All this after Jacboson declared that Weiner's own description of his wife ("this intriguing, fascinating creature") in The New York Times "seemed on the creepy side." As creepy as this armchair psychology about just how dumb Weiner was for flirting with the disaster of getting dumped by her?

How insane, how self-destructive, must he have been to have risked losing a life with this woman? Only someone who felt down deep that he didn’t deserve such good fortune would have pulled something so twisted and dumb. But what marvelous relief it must have been to stare into Huma’s eyes and feel forgiven. You could get drunk on such forgiveness.
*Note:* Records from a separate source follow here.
//! Forward bus traffic to the passenger a ride belongs to.

use std::sync::Arc;

use async_trait::async_trait;
use tracing::{debug, warn};

use crate::bus::consumer::MessageHandler;
use crate::error::AppError;
use crate::hub::Hub;
use crate::models::events::{DriverStatusChanged, Event, LocationBroadcast};
use crate::models::frames::{DriverLocationUpdate, RideStatusUpdate, ServerFrame};
use crate::models::ride::RideStatus;
use crate::store::RideRepository;

pub struct LocationRelay {
    rides: Arc<dyn RideRepository>,
    hub: Hub,
}

impl LocationRelay {
    pub fn new(rides: Arc<dyn RideRepository>, hub: Hub) -> Self {
        Self { rides, hub }
    }

    /// Returns whether the position was pushed to a passenger.
    pub async fn relay(&self, update: &LocationBroadcast) -> Result<bool, AppError> {
        let Some(ride_id) = update.ride_id else {
            return Ok(false);
        };
        let Some(ride) = self.rides.find_ride(ride_id).await? else {
            debug!(ride_id = %ride_id, "location update for unknown ride");
            return Ok(false);
        };
        let tracking = matches!(ride.status, RideStatus::Matched | RideStatus::InProgress);
        if !tracking || !ride.is_assigned_to(update.driver_id) {
            return Ok(false);
        }

        let frame = ServerFrame::DriverLocationUpdate(DriverLocationUpdate {
            ride_id,
            driver_id: update.driver_id,
            location: update.location,
            speed_kmh: update.speed_kmh,
            heading_degrees: update.heading_degrees,
            timestamp: update.timestamp,
        });
        if let Err(err) = self.hub.send_to_user(ride.passenger_id, &frame).await {
            warn!(ride_id = %ride_id, error = %err, "failed to relay driver location");
            return Ok(false);
        }
        Ok(true)
    }
}

#[async_trait]
impl MessageHandler for LocationRelay {
    async fn handle(&self, event: Event) -> Result<(), AppError> {
        match event {
            Event::LocationUpdated(update) => self.relay(&update).await.map(|_| ()),
            other => Err(AppError::BadRequest(format!(
                "location relay cannot handle {}",
                other.routing_key()
            ))),
        }
    }
}

pub struct StatusRelay {
    rides: Arc<dyn RideRepository>,
    hub: Hub,
}

impl StatusRelay {
    pub fn new(rides: Arc<dyn RideRepository>, hub: Hub) -> Self {
        Self { rides, hub }
    }

    pub async fn relay(&self, change: &DriverStatusChanged) -> Result<bool, AppError> {
        let Some(ride_id) = change.ride_id else {
            return Ok(false);
        };
        let Some(ride) = self.rides.find_ride(ride_id).await? else {
            debug!(ride_id = %ride_id, "status change for unknown ride");
            return Ok(false);
        };

        let message = match ride.status {
            RideStatus::Requested => "looking for a driver",
            RideStatus::Matched => "driver is on the way",
            RideStatus::InProgress => "ride in progress",
            RideStatus::Completed => "ride completed",
            RideStatus::Cancelled => "ride cancelled",
        };
        let frame = ServerFrame::RideStatusUpdate(RideStatusUpdate {
            ride_id,
            status: ride.status,
            message: message.to_string(),
        });
        if let Err(err) = self.hub.send_to_user(ride.passenger_id, &frame).await {
            warn!(ride_id = %ride_id, error = %err, "failed to relay ride status");
            return Ok(false);
        }
        debug!(ride_id = %ride_id, driver_status = %change.status, ride_status = %ride.status, "ride status relayed");
        Ok(true)
    }
}

#[async_trait]
impl MessageHandler for StatusRelay {
    async fn handle(&self, event: Event) -> Result<(), AppError> {
        match event {
            Event::DriverStatus(change) => self.relay(&change).await.map(|_| ()),
            other => Err(AppError::BadRequest(format!(
                "status relay cannot handle {}",
                other.routing_key()
            ))),
        }
    }
}

#[cfg(test)]
mod tests {
    use std::sync::Arc;

    use chrono::Utc;
    use uuid::Uuid;

    use super::{LocationRelay, StatusRelay};
    use crate::auth::Role;
    use crate::engine::testing::{driver, requested_ride, running_hub};
    use crate::models::coordinate::GeoPoint;
    use crate::models::driver::DriverStatus;
    use crate::models::events::{DriverStatusChanged, LocationBroadcast};
    use crate::store::memory::MemoryStore;
    use crate::store::{DriverRepository, RideRepository};

    fn broadcast(driver_id: Uuid, ride_id: Option<Uuid>) -> LocationBroadcast {
        LocationBroadcast {
            driver_id,
            ride_id,
            location: GeoPoint {
                lat: 55.76,
                lng: 37.62,
            },
            speed_kmh: 30.0,
            heading_degrees: 90.0,
            timestamp: Utc::now(),
        }
    }

    #[tokio::test]
    async fn assigned_driver_position_reaches_passenger() {
        let store = Arc::new(MemoryStore::new());
        let (hub, _shutdown) = running_hub();
        let relay = LocationRelay::new(store.clone(), hub.clone());

        let passenger_id = Uuid::new_v4();
        let ride = requested_ride(passenger_id, Uuid::new_v4());
        store.insert_ride(&ride).await.unwrap();
        let d = driver(DriverStatus::Available);
        store.insert_driver(&d).await.unwrap();
        let (_conn, mut rx) = hub.register(passenger_id, Role::Passenger).await.unwrap();

        // Not matched yet.
        assert!(!relay.relay(&broadcast(d.id, Some(ride.id))).await.unwrap());

        store.assign_driver(ride.id, d.id, Utc::now()).await.unwrap();
        assert!(relay.relay(&broadcast(d.id, Some(ride.id))).await.unwrap());
        assert!(rx.recv().await.unwrap().contains("driver_location_update"));

        // Some other driver claiming the ride is ignored.
        assert!(!relay.relay(&broadcast(Uuid::new_v4(), Some(ride.id))).await.unwrap());
        assert!(!relay.relay(&broadcast(d.id, None)).await.unwrap());
    }

    #[tokio::test]
    async fn status_change_pushes_ride_status() {
        let store = Arc::new(MemoryStore::new());
        let (hub, _shutdown) = running_hub();
        let relay = StatusRelay::new(store.clone(), hub.clone());

        let passenger_id = Uuid::new_v4();
        let ride = requested_ride(passenger_id, Uuid::new_v4());
        store.insert_ride(&ride).await.unwrap();
        let (_conn, mut rx) = hub.register(passenger_id, Role::Passenger).await.unwrap();

        let change = DriverStatusChanged {
            driver_id: Uuid::new_v4(),
            status: DriverStatus::Busy,
            ride_id: Some(ride.id),
            timestamp: Utc::now(),
        };
        assert!(relay.relay(&change).await.unwrap());
        let text = rx.recv().await.unwrap();
        assert!(text.contains("ride_status_update"));
        assert!(text.contains("REQUESTED"));

        let no_ride = DriverStatusChanged {
            ride_id: None,
            ..change
        };
        assert!(!relay.relay(&no_ride).await.unwrap());
    }
}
Then, finally, there's tour-de-force paragraph, which reads more like the torn page of a romance novel than a political profile:

She approached in a knit white top and navy-blue business skirt, her dark, almost black hair down to her shoulders. She wore bright-red lipstick, which gave her lips a 3-D look, her brown eyes were pools of empathy evolved through a thousand generations of what was good and decent in the history of the human race. The harsh, cheap buck lighting in the coffee shop couldn’t lay a glove on her. By the time she sat down, the harmony of angels had vanquished the tinny background music from every corporate space on the planet. Of course, you’d seen pictures before. But you’d also seen pictures of the Taj Mahal. It didn’t quite come up to actually being there.

Ok, we get it. She's a very a nice lady (who could do a lot better than her weirdo of a husband.) Oh, and just in case you were wondering if that's how Jacobson writes about everyone, here's his one and only description of her husband's main opponent, Christine Quinn.

With her burnt-orange hair and blackboard-screech pronunciation, Quinn has the look of someone who could ­actually be a mayor of the City of New York, to tourists at least.